--- About this exercise ---
Reproduce each line of the material that follows, word for word.

--- Extracted data Enclosed Below ---

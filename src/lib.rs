pub mod allocator;
pub mod classify;
pub mod config;
pub mod constants;
pub mod decorate;
pub mod distance;
pub mod error;
pub mod graph;
pub mod location;
pub mod rng;
pub mod room_data;
pub mod terrain;

pub mod visual;
pub use visual::*;

pub use allocator::{Footprint, PlacementAllocator};
pub use classify::{classify, ClassifiedTiles, PlacementType};
pub use config::PlacementConfig;
pub use decorate::{decorate, decorate_room, DecorationReport, ItemSpec, Placement};
pub use distance::{label_distances, DistanceMap};
pub use error::{PlacementError, PlacementResult};
pub use graph::SpatialGraph;
pub use location::Cell;
pub use rng::{IndexSource, RngIndexSource};
pub use room_data::FloorSource;
pub use terrain::{RoomTerrain, TileFlags};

--- End of Enclosed Extracted data ---

--- Exercise answer ---
filename src/lib.rs
pub mod allocator;
pub mod classify;
pub mod config;
pub mod constants;
pub mod decorate;
pub mod distance;
pub mod error;
pub mod graph;
pub mod location;
pub mod rng;
pub mod room_data;
pub mod terrain;

pub mod visual;
pub use visual::*;

pub use allocator::{Footprint, PlacementAllocator};
pub use classify::{classify, ClassifiedTiles, PlacementType};
pub use config::PlacementConfig;
pub use decorate::{decorate, decorate_room, DecorationReport, ItemSpec, Placement};
pub use distance::{label_distances, DistanceMap};
pub use error::{PlacementError, PlacementResult};
pub use graph::SpatialGraph;
pub use location::Cell;
pub use rng::{IndexSource, RngIndexSource};
pub use room_data::FloorSource;
pub use terrain::{RoomTerrain, TileFlags};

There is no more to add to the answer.